25(OH) vitamin D3 level in serum
Keeping in view these results that vitamin D3 is exerting its effect through LXR-α in CHD patient as well as has the potential to restore the functional activity of mutated LXR-α, it became imperative to check the serum level of vitamin D3 in normal and CHD subjects. Further statins are the drug of choice for the treatment of CHD [28,29], we were interested to check the vitamin D3 level of statin treated CHD patients also. By immuno-chemiluminescence analyzer we not only found a significant decreased level of serum 25(OH) vitamin D3 level in CHD patient group as compare to normal group but also found a significant increased level of vitamin D3 in the serum of atorvastatin treated CHD patient group as compare to corresponding control group (Figure 10).

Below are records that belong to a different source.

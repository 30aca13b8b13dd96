use std::any::{type_name, Any, TypeId};
use std::fmt;
use std::marker::PhantomData;
use std::sync::Arc;

use bytes::Bytes;
use pktplan_wire::{PrimitiveKind, WireError};

/// Predicate gating whether a field is present on the wire.
///
/// The form is always explicit: a bit test against a flags byte, or a
/// boolean field/property. The target is resolved by name among the
/// fields and properties of the same schema when the plan is compiled.
#[derive(Debug, Clone, Copy, PartialEq, Eq)]
pub enum Condition {
    /// Holds iff bit `bit` of the named `u8` field or bits property is set.
    Bit { field: &'static str, bit: u8 },
    /// Holds iff the named `bool` field or flag property is true.
    Flag { field: &'static str },
}

impl Condition {
    pub const fn bit(field: &'static str, bit: u8) -> Self {
        Condition::Bit { field, bit }
    }

    pub const fn flag(field: &'static str) -> Self {
        Condition::Flag { field }
    }

    /// Name of the referenced field or property.
    pub fn target(&self) -> &'static str {
        match self {
            Condition::Bit { field, .. } | Condition::Flag { field } => field,
        }
    }
}

impl fmt::Display for Condition {
    fn fmt(&self, f: &mut fmt::Formatter<'_>) -> fmt::Result {
        match self {
            Condition::Bit { field, bit } => write!(f, "{field}[bit {bit}]"),
            Condition::Flag { field } => write!(f, "{field}"),
        }
    }
}

/// Declared type of a field.
#[derive(Debug, Clone, Copy, PartialEq, Eq)]
pub enum FieldKind {
    Primitive(PrimitiveKind),
    Custom { value_type: &'static str },
}

impl fmt::Display for FieldKind {
    fn fmt(&self, f: &mut fmt::Formatter<'_>) -> fmt::Result {
        match self {
            FieldKind::Primitive(kind) => f.write_str(kind.name()),
            FieldKind::Custom { value_type } => write!(f, "custom({value_type})"),
        }
    }
}

/// Public description of one declared field.
#[derive(Debug, Clone, PartialEq, Eq)]
pub struct FieldInfo {
    pub name: &'static str,
    pub kind: FieldKind,
    pub condition: Option<Condition>,
}

/// Typed getter/setter pair for a primitive field.
pub(crate) enum PrimitiveAccess<T> {
    I32(fn(&T) -> i32, fn(&mut T, i32)),
    I16(fn(&T) -> i16, fn(&mut T, i16)),
    U16(fn(&T) -> u16, fn(&mut T, u16)),
    U8(fn(&T) -> u8, fn(&mut T, u8)),
    Bool(fn(&T) -> bool, fn(&mut T, bool)),
    Text(fn(&T) -> &str, fn(&mut T, String)),
    RawTail(fn(&T) -> &[u8], fn(&mut T, Bytes)),
}

impl<T> PrimitiveAccess<T> {
    pub(crate) fn kind(&self) -> PrimitiveKind {
        match self {
            PrimitiveAccess::I32(..) => PrimitiveKind::I32,
            PrimitiveAccess::I16(..) => PrimitiveKind::I16,
            PrimitiveAccess::U16(..) => PrimitiveKind::U16,
            PrimitiveAccess::U8(..) => PrimitiveKind::U8,
            PrimitiveAccess::Bool(..) => PrimitiveKind::Bool,
            PrimitiveAccess::Text(..) => PrimitiveKind::Text,
            PrimitiveAccess::RawTail(..) => PrimitiveKind::RawTail,
        }
    }
}

/// Getter/setter for a custom-typed field, with the value type erased.
pub(crate) trait ErasedAccess<T>: Send + Sync {
    fn value_type_id(&self) -> TypeId;

    fn value_type(&self) -> &'static str;

    fn get<'a>(&self, packet: &'a T) -> &'a dyn Any;

    fn set(&self, packet: &mut T, value: Box<dyn Any + Send>) -> pktplan_wire::Result<()>;
}

struct CustomAccess<T, V> {
    get: fn(&T) -> &V,
    set: fn(&mut T, V),
    _marker: PhantomData<fn() -> V>,
}

impl<T: 'static, V: Any + Send + Sync> ErasedAccess<T> for CustomAccess<T, V> {
    fn value_type_id(&self) -> TypeId {
        TypeId::of::<V>()
    }

    fn value_type(&self) -> &'static str {
        type_name::<V>()
    }

    fn get<'a>(&self, packet: &'a T) -> &'a dyn Any {
        (self.get)(packet)
    }

    fn set(&self, packet: &mut T, value: Box<dyn Any + Send>) -> pktplan_wire::Result<()> {
        let value = value
            .downcast::<V>()
            .map_err(|_| WireError::TypeMismatch {
                expected: type_name::<V>(),
            })?;
        (self.set)(packet, *value);
        Ok(())
    }
}

pub(crate) enum FieldAccess<T> {
    Primitive(PrimitiveAccess<T>),
    Custom(Arc<dyn ErasedAccess<T>>),
}

impl<T> FieldAccess<T> {
    pub(crate) fn kind(&self) -> FieldKind {
        match self {
            FieldAccess::Primitive(access) => FieldKind::Primitive(access.kind()),
            FieldAccess::Custom(access) => FieldKind::Custom {
                value_type: access.value_type(),
            },
        }
    }
}

pub(crate) struct FieldDecl<T> {
    pub(crate) name: &'static str,
    pub(crate) access: FieldAccess<T>,
    pub(crate) condition: Option<Condition>,
}

impl<T> FieldDecl<T> {
    pub(crate) fn info(&self) -> FieldInfo {
        FieldInfo {
            name: self.name,
            kind: self.access.kind(),
            condition: self.condition,
        }
    }
}

/// Computed, non-wire value a condition may reference.
pub(crate) enum PropertyAccess<T> {
    Flag(fn(&T) -> bool),
    Bits(fn(&T) -> u8),
}

pub(crate) struct PropertyDecl<T> {
    pub(crate) name: &'static str,
    pub(crate) access: PropertyAccess<T>,
}

/// Ordered field declarations for one packet type.
///
/// Fields are encoded in the order they are declared. Each declaration
/// takes plain function pointers for reading and writing the field, so a
/// schema never needs to inspect the packet type at run time:
///
/// ```ignore
/// PacketSchema::<Login>::new()
///     .u8("flags", |p| p.flags, |p, v| p.flags = v)
///     .text("name", |p| p.name.as_str(), |p, v| p.name = v)
///     .i32("token", |p| p.token, |p, v| p.token = v)
///     .when(Condition::bit("flags", 0))
/// ```
pub struct PacketSchema<T> {
    pub(crate) fields: Vec<FieldDecl<T>>,
    pub(crate) properties: Vec<PropertyDecl<T>>,
    pub(crate) dangling_condition: bool,
}

impl<T: 'static> PacketSchema<T> {
    pub fn new() -> Self {
        Self {
            fields: Vec::new(),
            properties: Vec::new(),
            dangling_condition: false,
        }
    }

    pub fn i32(self, name: &'static str, get: fn(&T) -> i32, set: fn(&mut T, i32)) -> Self {
        self.primitive(name, PrimitiveAccess::I32(get, set))
    }

    pub fn i16(self, name: &'static str, get: fn(&T) -> i16, set: fn(&mut T, i16)) -> Self {
        self.primitive(name, PrimitiveAccess::I16(get, set))
    }

    pub fn u16(self, name: &'static str, get: fn(&T) -> u16, set: fn(&mut T, u16)) -> Self {
        self.primitive(name, PrimitiveAccess::U16(get, set))
    }

    pub fn u8(self, name: &'static str, get: fn(&T) -> u8, set: fn(&mut T, u8)) -> Self {
        self.primitive(name, PrimitiveAccess::U8(get, set))
    }

    pub fn bool(self, name: &'static str, get: fn(&T) -> bool, set: fn(&mut T, bool)) -> Self {
        self.primitive(name, PrimitiveAccess::Bool(get, set))
    }

    /// Length-prefixed UTF-8 text.
    pub fn text(
        self,
        name: &'static str,
        get: fn(&T) -> &str,
        set: fn(&mut T, String),
    ) -> Self {
        self.primitive(name, PrimitiveAccess::Text(get, set))
    }

    /// Raw bytes running to the end of the message body. Must be declared last.
    pub fn raw_tail(
        self,
        name: &'static str,
        get: fn(&T) -> &[u8],
        set: fn(&mut T, Bytes),
    ) -> Self {
        self.primitive(name, PrimitiveAccess::RawTail(get, set))
    }

    /// Field of any other type; its codec is looked up by `V` when compiled.
    pub fn custom<V: Any + Send + Sync>(
        mut self,
        name: &'static str,
        get: fn(&T) -> &V,
        set: fn(&mut T, V),
    ) -> Self {
        let access = CustomAccess {
            get,
            set,
            _marker: PhantomData,
        };
        self.fields.push(FieldDecl {
            name,
            access: FieldAccess::Custom(Arc::new(access)),
            condition: None,
        });
        self
    }

    /// Named boolean a [`Condition::Flag`] may reference. Not written to the wire.
    pub fn flag_property(mut self, name: &'static str, read: fn(&T) -> bool) -> Self {
        self.properties.push(PropertyDecl {
            name,
            access: PropertyAccess::Flag(read),
        });
        self
    }

    /// Named flags byte a [`Condition::Bit`] may reference. Not written to the wire.
    pub fn bits_property(mut self, name: &'static str, read: fn(&T) -> u8) -> Self {
        self.properties.push(PropertyDecl {
            name,
            access: PropertyAccess::Bits(read),
        });
        self
    }

    /// Gate the most recently declared field on `condition`.
    pub fn when(mut self, condition: Condition) -> Self {
        match self.fields.last_mut() {
            Some(field) => field.condition = Some(condition),
            None => self.dangling_condition = true,
        }
        self
    }

    /// Declared fields, in wire order.
    pub fn fields(&self) -> Vec<FieldInfo> {
        self.fields.iter().map(FieldDecl::info).collect()
    }

    pub fn len(&self) -> usize {
        self.fields.len()
    }

    pub fn is_empty(&self) -> bool {
        self.fields.is_empty()
    }

    fn primitive(mut self, name: &'static str, access: PrimitiveAccess<T>) -> Self {
        self.fields.push(FieldDecl {
            name,
            access: FieldAccess::Primitive(access),
            condition: None,
        });
        self
    }
}

impl<T: 'static> Default for PacketSchema<T> {
    fn default() -> Self {
        Self::new()
    }
}

impl<T> fmt::Debug for PacketSchema<T> {
    fn fmt(&self, f: &mut fmt::Formatter<'_>) -> fmt::Result {
        let fields: Vec<FieldInfo> = self.fields.iter().map(FieldDecl::info).collect();
        let properties: Vec<&str> = self.properties.iter().map(|p| p.name).collect();
        f.debug_struct("PacketSchema")
            .field("fields", &fields)
            .field("properties", &properties)
            .finish()
    }
}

There exists a general recognition of the fact that LXR-α acts as a crucial molecular switch for initiating a cross talk between lipid peroxidation and inflammation observed in atherogenesis [2-5]. Although LXR-α agonist have been shown to have cardio protective role in experimental atherosclerotic animal model systems [6,7], our recent study revealed a paradoxical relationship between LXR-α gene expression within peripheral blood mononuclear cells derived from CHD patients and the severity of CHD in such patients [11]. This apparent paradox could be resolved by the finding that revealed three critical mutations in the ligand binding domain of LXR-α comprising of amino acids Asp324, Pro327 and Arg328, thereby making the ligand binding domain of this protein unable to interact with known natural ligands of LXR-α [11]. This finding prompted us to explore whether or not the observed mutated LXR-α gene in CHD patients was a result of intrinsic genetic aberration or some abnormal serum factors in such subjects.
The results reported here unambiguously attest to the fact that the serum of CHD patients does not contain any factor that had the capacity to induce deregulated blood cellular LXR-α transcriptome in such patients. Consequently based upon these and our previous results, it is reasonably to assume that there exists an intrinsic genetic defect in LXR-α gene within blood cells of CHD patients [11]. Further an attempt was made to screen various molecules (having analogous structure to natural LXR-α agonists) that had the inherent capacity to activate mutated LXR-α protein and restore its functionality. Our molecular docking results depicted that vitamin D3 could activate mutated LXR-α protein by interaction with His amino acid (Figure 5B) and stabilizing through hydrogen bonds with π-acceptors through C-H•••π interaction [24-26]. This observation was further confirmed unambiguously by our experiments (Figure 6-9) showing that mutated LXR-α protein derived from PBMCs of CHD patients could be activated through exposure to vitamin D3 in vitro culture of these cells resulting in regulation of LXR-α effector genes. These findings prompted us to measure the serum vitamin D3 level in CHD patients as compare to their matched controls. It was interesting to note that serum derived from CHD patients did contain significant lower levels of vitamin D3 as compared to their corresponding controls (Figure 10), which is known to be associated with the higher risk of CHD [30-32]. It is pertinent to note at this stage that atorvastatin (recognised widely as a drug of choice in CHD patients across the globe) has been shown to increase the expression of LXR-α mRNA as well as serum vitamin D3 levels in patients suffering from CHD (Figure 10) [33-35].
Based upon these findings it is not unlikely that correction of vitamin D3 deficiency observed in CHD patients may have a beneficial effect on the regulation of their mutated LXR-α protein.